Es ist im Großen wie im Kleinen – wir machen uns gegenseitig viel zu viel vor und dadurch das Leben schwer. Dabei könnte uns so viel an Versöhnung gelingen, wenn wir mit offenen Karten spielten. Selbst die Kirche hat das immer wieder zu lernen: Seit Christus uns Schuld vergibt, müssen wir anderen Menschen nicht mehr vorspielen, wie perfekt wir seien. Vielmehr ist es möglich und als befreiend erlebt, Fehler zuzugeben, Schuld anzuerkennen, weil wir neu beginnen dürfen: Christen räumen sich das gegenseitig und anderen gegenüber ein. Wir sind befreit davon, mit Masken herumzulaufen, dies ist die großartige und reinigende Wirkung, die uns angeboten ist. Einen solchen mutigen Schritt ist die neugegründete Evangelische Kirche Deutschlands sehr bald nach dem Zweiten Weltkrieg gegangen. Sie hatte allen Grund dazu – wie fast alle anderen deutschen Institutionen und die Deutschen persönlich ebenfalls.

Mit dem Stuttgarter Schuldbekenntnis (auch: Schulderklärung der evangelischen Christenheit Deutschlands) bekannte die nach dem Zweiten Weltkrieg neu gebildete Evangelische Kirche in Deutschland (EKD) erstmals eine Mitschuld evangelischer Christen an den Verbrechen des Nationalsozialismus. Die Erklärung wurde von den EKD-Ratsmitgliedern Hans Christian Asmussen, Otto Dibelius und Martin Niemöller auf einer Ratstagung in Stuttgart gemeinsam verfasst und dort am 19. Oktober 1945 verlesen. Der Text war ein Kompromiss aus vorherigen persönlichen Schulderklärungen und Vorentwürfen der Autoren. Sie wollten zuerst ihre eigene Schuld, dann die der evangelischen Christen, dann auch die der Deutschen benennen.

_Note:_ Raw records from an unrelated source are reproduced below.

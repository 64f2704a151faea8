//! ElevenLabs TTS background.
//!
//! Reads its settings from the background config table:
//! - api_key: string (OpenMind platform key)
//! - elevenlabs_api_key: string
//! - voice_id: string (default JBFqnCBsd6RMkjVDRZzb)
//! - model_id: string (default eleven_flash_v2_5)
//! - output_format: string (default mp3_44100_128)
//! - url: string (default OpenMind ElevenLabs proxy)
//!
//! On construction it starts the process-wide provider and then configures it
//! with the same values, which also reconciles a provider that was created
//! earlier with other settings.

use crate::provider::ElevenLabsTtsProvider;
use crate::settings::{
    TtsSettings, TtsSettingsUpdate, DEFAULT_MODEL_ID, DEFAULT_OUTPUT_FORMAT, DEFAULT_TTS_URL,
    DEFAULT_VOICE_ID,
};
use async_trait::async_trait;
use om1_core::{Background, BackgroundConfig, BackgroundRegistry, Om1Error, Result};
use serde::{Deserialize, Serialize};
use std::sync::Arc;
use tracing::info;

/// Type name used in agent config files.
pub const ELEVENLABS_TTS_BACKGROUND: &str = "ElevenLabsTTS";

#[derive(Clone, Default, PartialEq, Eq, Serialize, Deserialize)]
#[serde(default)]
pub struct ElevenLabsTtsConfig {
    pub api_key: Option<String>,
    pub elevenlabs_api_key: Option<String>,
    pub voice_id: Option<String>,
    pub model_id: Option<String>,
    pub output_format: Option<String>,
    pub url: Option<String>,
}

impl std::fmt::Debug for ElevenLabsTtsConfig {
    fn fmt(&self, f: &mut std::fmt::Formatter<'_>) -> std::fmt::Result {
        f.debug_struct("ElevenLabsTtsConfig")
            .field("api_key", &self.api_key.as_ref().map(|_| "<redacted>"))
            .field(
                "elevenlabs_api_key",
                &self.elevenlabs_api_key.as_ref().map(|_| "<redacted>"),
            )
            .field("voice_id", &self.voice_id)
            .field("model_id", &self.model_id)
            .field("output_format", &self.output_format)
            .field("url", &self.url)
            .finish()
    }
}

impl ElevenLabsTtsConfig {
    /// Fill unset fields with their defaults.
    pub fn resolve(&self) -> TtsSettings {
        TtsSettings {
            endpoint_url: self
                .url
                .clone()
                .unwrap_or_else(|| DEFAULT_TTS_URL.to_string()),
            api_key: self.api_key.clone(),
            provider_api_key: self.elevenlabs_api_key.clone(),
            voice_id: self
                .voice_id
                .clone()
                .unwrap_or_else(|| DEFAULT_VOICE_ID.to_string()),
            model_id: self
                .model_id
                .clone()
                .unwrap_or_else(|| DEFAULT_MODEL_ID.to_string()),
            output_format: self
                .output_format
                .clone()
                .unwrap_or_else(|| DEFAULT_OUTPUT_FORMAT.to_string()),
        }
    }
}

pub struct ElevenLabsTts {
    tts: Arc<ElevenLabsTtsProvider>,
}

impl ElevenLabsTts {
    /// Build from a generic background config, using the shared provider.
    pub fn new(config: BackgroundConfig) -> Result<Self> {
        let cfg: ElevenLabsTtsConfig = config.parse()?;
        let settings = cfg.resolve();
        let provider = ElevenLabsTtsProvider::shared(settings.clone());
        Self::with_provider(settings, provider)
    }

    /// Start `provider` and make sure it runs with `settings`.
    pub fn with_provider(settings: TtsSettings, provider: Arc<ElevenLabsTtsProvider>) -> Result<Self> {
        provider.start()?;
        provider.configure(TtsSettingsUpdate::from(&settings))?;
        info!(target = "tts", "Eleven Labs TTS Provider initialized in background");
        Ok(Self { tts: provider })
    }

    pub fn provider(&self) -> &Arc<ElevenLabsTtsProvider> {
        &self.tts
    }
}

#[async_trait]
impl Background for ElevenLabsTts {
    fn name(&self) -> String {
        ELEVENLABS_TTS_BACKGROUND.to_string()
    }

    async fn health(&self) -> Result<bool> {
        Ok(self.tts.is_running())
    }

    async fn shutdown(&mut self) -> Result<()> {
        // Stopping waits for the stream worker, which may be mid-request.
        let tts = Arc::clone(&self.tts);
        tokio::task::spawn_blocking(move || tts.stop())
            .await
            .map_err(|e| Om1Error::BackgroundError(format!("TTS shutdown task failed: {}", e)))?
    }
}

fn build_elevenlabs_tts(config: BackgroundConfig) -> Result<Box<dyn Background>> {
    Ok(Box::new(ElevenLabsTts::new(config)?))
}

/// Register the speech backgrounds with a registry.
pub fn register_backgrounds(registry: &BackgroundRegistry) {
    registry.register(ELEVENLABS_TTS_BACKGROUND, build_elevenlabs_tts);
}
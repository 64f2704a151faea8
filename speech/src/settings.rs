//! TTS session settings and change detection.
//!
//! [`TtsSettings`] is the full record a provider streams with.
//! [`TtsSettingsUpdate`] is the partial record accepted by
//! `ElevenLabsTtsProvider::configure`: unset fields keep their current value.

use serde::{Deserialize, Serialize};
use std::fmt;

/// OpenMind proxy in front of the ElevenLabs synthesis API.
pub const DEFAULT_TTS_URL: &str = "https://api.openmind.org/api/core/elevenlabs/tts";
pub const DEFAULT_VOICE_ID: &str = "JBFqnCBsd6RMkjVDRZzb";
pub const DEFAULT_MODEL_ID: &str = "eleven_flash_v2_5";
pub const DEFAULT_OUTPUT_FORMAT: &str = "mp3_44100_128";

/// One of the recognized settings fields.
#[derive(Clone, Copy, Debug, PartialEq, Eq, Hash)]
pub enum SettingField {
    EndpointUrl,
    ApiKey,
    ProviderApiKey,
    VoiceId,
    ModelId,
    OutputFormat,
}

impl SettingField {
    pub const ALL: [SettingField; 6] = [
        SettingField::EndpointUrl,
        SettingField::ApiKey,
        SettingField::ProviderApiKey,
        SettingField::VoiceId,
        SettingField::ModelId,
        SettingField::OutputFormat,
    ];

    /// Configuration key name.
    pub fn as_str(&self) -> &'static str {
        match self {
            SettingField::EndpointUrl => "url",
            SettingField::ApiKey => "api_key",
            SettingField::ProviderApiKey => "elevenlabs_api_key",
            SettingField::VoiceId => "voice_id",
            SettingField::ModelId => "model_id",
            SettingField::OutputFormat => "output_format",
        }
    }
}

impl fmt::Display for SettingField {
    fn fmt(&self, f: &mut fmt::Formatter<'_>) -> fmt::Result {
        f.write_str(self.as_str())
    }
}

#[derive(Clone, PartialEq, Eq, Serialize, Deserialize)]
pub struct TtsSettings {
    pub endpoint_url: String,
    /// OpenMind platform key, sent as `x-api-key`
    pub api_key: Option<String>,
    /// ElevenLabs key, forwarded in the request body
    pub provider_api_key: Option<String>,
    pub voice_id: String,
    pub model_id: String,
    pub output_format: String,
}

impl Default for TtsSettings {
    fn default() -> Self {
        Self {
            endpoint_url: DEFAULT_TTS_URL.to_string(),
            api_key: None,
            provider_api_key: None,
            voice_id: DEFAULT_VOICE_ID.to_string(),
            model_id: DEFAULT_MODEL_ID.to_string(),
            output_format: DEFAULT_OUTPUT_FORMAT.to_string(),
        }
    }
}

impl fmt::Debug for TtsSettings {
    fn fmt(&self, f: &mut fmt::Formatter<'_>) -> fmt::Result {
        f.debug_struct("TtsSettings")
            .field("endpoint_url", &self.endpoint_url)
            .field("api_key", &redact(self.api_key.as_deref()))
            .field("provider_api_key", &redact(self.provider_api_key.as_deref()))
            .field("voice_id", &self.voice_id)
            .field("model_id", &self.model_id)
            .field("output_format", &self.output_format)
            .finish()
    }
}

impl TtsSettings {
    pub fn with_endpoint_url(mut self, url: impl Into<String>) -> Self {
        self.endpoint_url = url.into();
        self
    }

    pub fn with_api_key(mut self, key: impl Into<String>) -> Self {
        self.api_key = Some(key.into());
        self
    }

    pub fn with_provider_api_key(mut self, key: impl Into<String>) -> Self {
        self.provider_api_key = Some(key.into());
        self
    }

    pub fn with_voice_id(mut self, voice_id: impl Into<String>) -> Self {
        self.voice_id = voice_id.into();
        self
    }

    pub fn with_model_id(mut self, model_id: impl Into<String>) -> Self {
        self.model_id = model_id.into();
        self
    }

    pub fn with_output_format(mut self, output_format: impl Into<String>) -> Self {
        self.output_format = output_format.into();
        self
    }

    /// Fields that `update` would change. Pure; does not touch `self`.
    ///
    /// A supplied value equal to the current one is not a change, and neither
    /// is an absent value.
    pub fn diff(&self, update: &TtsSettingsUpdate) -> Vec<SettingField> {
        SettingField::ALL
            .into_iter()
            .filter(|field| match update.get(*field) {
                Some(new) => self.get(*field) != Some(new),
                None => false,
            })
            .collect()
    }

    /// Apply every supplied field and return the ones that changed.
    pub fn apply(&mut self, update: TtsSettingsUpdate) -> Vec<SettingField> {
        let changed = self.diff(&update);
        let TtsSettingsUpdate {
            endpoint_url,
            api_key,
            provider_api_key,
            voice_id,
            model_id,
            output_format,
        } = update;

        if let Some(v) = endpoint_url {
            self.endpoint_url = v;
        }
        if let Some(v) = api_key {
            self.api_key = Some(v);
        }
        if let Some(v) = provider_api_key {
            self.provider_api_key = Some(v);
        }
        if let Some(v) = voice_id {
            self.voice_id = v;
        }
        if let Some(v) = model_id {
            self.model_id = v;
        }
        if let Some(v) = output_format {
            self.output_format = v;
        }
        changed
    }

    pub fn get(&self, field: SettingField) -> Option<&str> {
        match field {
            SettingField::EndpointUrl => Some(&self.endpoint_url),
            SettingField::ApiKey => self.api_key.as_deref(),
            SettingField::ProviderApiKey => self.provider_api_key.as_deref(),
            SettingField::VoiceId => Some(&self.voice_id),
            SettingField::ModelId => Some(&self.model_id),
            SettingField::OutputFormat => Some(&self.output_format),
        }
    }
}

/// Partial settings for `configure`; `None` leaves a field as is.
#[derive(Clone, Default, PartialEq, Eq)]
pub struct TtsSettingsUpdate {
    pub endpoint_url: Option<String>,
    pub api_key: Option<String>,
    pub provider_api_key: Option<String>,
    pub voice_id: Option<String>,
    pub model_id: Option<String>,
    pub output_format: Option<String>,
}

impl fmt::Debug for TtsSettingsUpdate {
    fn fmt(&self, f: &mut fmt::Formatter<'_>) -> fmt::Result {
        f.debug_struct("TtsSettingsUpdate")
            .field("endpoint_url", &self.endpoint_url)
            .field("api_key", &self.api_key.as_ref().map(|_| "<redacted>"))
            .field(
                "provider_api_key",
                &self.provider_api_key.as_ref().map(|_| "<redacted>"),
            )
            .field("voice_id", &self.voice_id)
            .field("model_id", &self.model_id)
            .field("output_format", &self.output_format)
            .finish()
    }
}

impl TtsSettingsUpdate {
    pub fn new() -> Self {
        Self::default()
    }

    pub fn endpoint_url(mut self, url: impl Into<String>) -> Self {
        self.endpoint_url = Some(url.into());
        self
    }

    pub fn api_key(mut self, key: impl Into<String>) -> Self {
        self.api_key = Some(key.into());
        self
    }

    pub fn provider_api_key(mut self, key: impl Into<String>) -> Self {
        self.provider_api_key = Some(key.into());
        self
    }

    pub fn voice_id(mut self, voice_id: impl Into<String>) -> Self {
        self.voice_id = Some(voice_id.into());
        self
    }

    pub fn model_id(mut self, model_id: impl Into<String>) -> Self {
        self.model_id = Some(model_id.into());
        self
    }

    pub fn output_format(mut self, output_format: impl Into<String>) -> Self {
        self.output_format = Some(output_format.into());
        self
    }

    pub fn get(&self, field: SettingField) -> Option<&str> {
        match field {
            SettingField::EndpointUrl => self.endpoint_url.as_deref(),
            SettingField::ApiKey => self.api_key.as_deref(),
            SettingField::ProviderApiKey => self.provider_api_key.as_deref(),
            SettingField::VoiceId => self.voice_id.as_deref(),
            SettingField::ModelId => self.model_id.as_deref(),
            SettingField::OutputFormat => self.output_format.as_deref(),
        }
    }
}

/// Every field of `settings`, supplied. Configuring with this is a no-op on
/// a provider already holding the same settings.
impl From<&TtsSettings> for TtsSettingsUpdate {
    fn from(s: &TtsSettings) -> Self {
        Self {
            endpoint_url: Some(s.endpoint_url.clone()),
            api_key: s.api_key.clone(),
            provider_api_key: s.provider_api_key.clone(),
            voice_id: Some(s.voice_id.clone()),
            model_id: Some(s.model_id.clone()),
            output_format: Some(s.output_format.clone()),
        }
    }
}

fn redact(value: Option<&str>) -> Option<&'static str> {
    value.map(|_| "<redacted>")
}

Leider hat sich dieses Schuldbekenntnis, so offen es war, nicht wirklich durchgesetzt. Bis heute gehört es nicht zu den wesentlichen Bekenntnissen, die im Evangelischen Gesangbuch abgedruckt sind: So wichtig es ist – dort fehlt es bis heute. Auch die Kirche tut sich schwer damit, eigene Fehler und Schuld einzugestehen; dies galt sowohl für die Zeit nach 1945 wie es gilt für die Zeit nach 1989. Leider sind auch Pfarrer schuldig geworden und einige haben – als inoffizielle Mitarbeiter – mit der Staatssicherheit zusammengearbeitet und die Kraft für einen Neuanfang nicht aufgebracht. Unserer Kirche wird ein neuer Anfang geschenkt, wenn sie sich ernsthaft reformieren will. So klingt 2013 das Stuttgarter Schuldbekenntnis hochaktuell, aus dem ich hier abschließend zitiere:

„Wir hoffen zu Gott, daß durch den gemeinsamen Dienst der Kirchen, dem Geist der Gewalt und der Vergeltung, der heute von neuem mächtig werden will, in aller Welt gesteuert werde und der Geist des Friedens und der Liebe zur Herrschaft komme, in dem allein die gequälte Menschheit Genesung finden kann.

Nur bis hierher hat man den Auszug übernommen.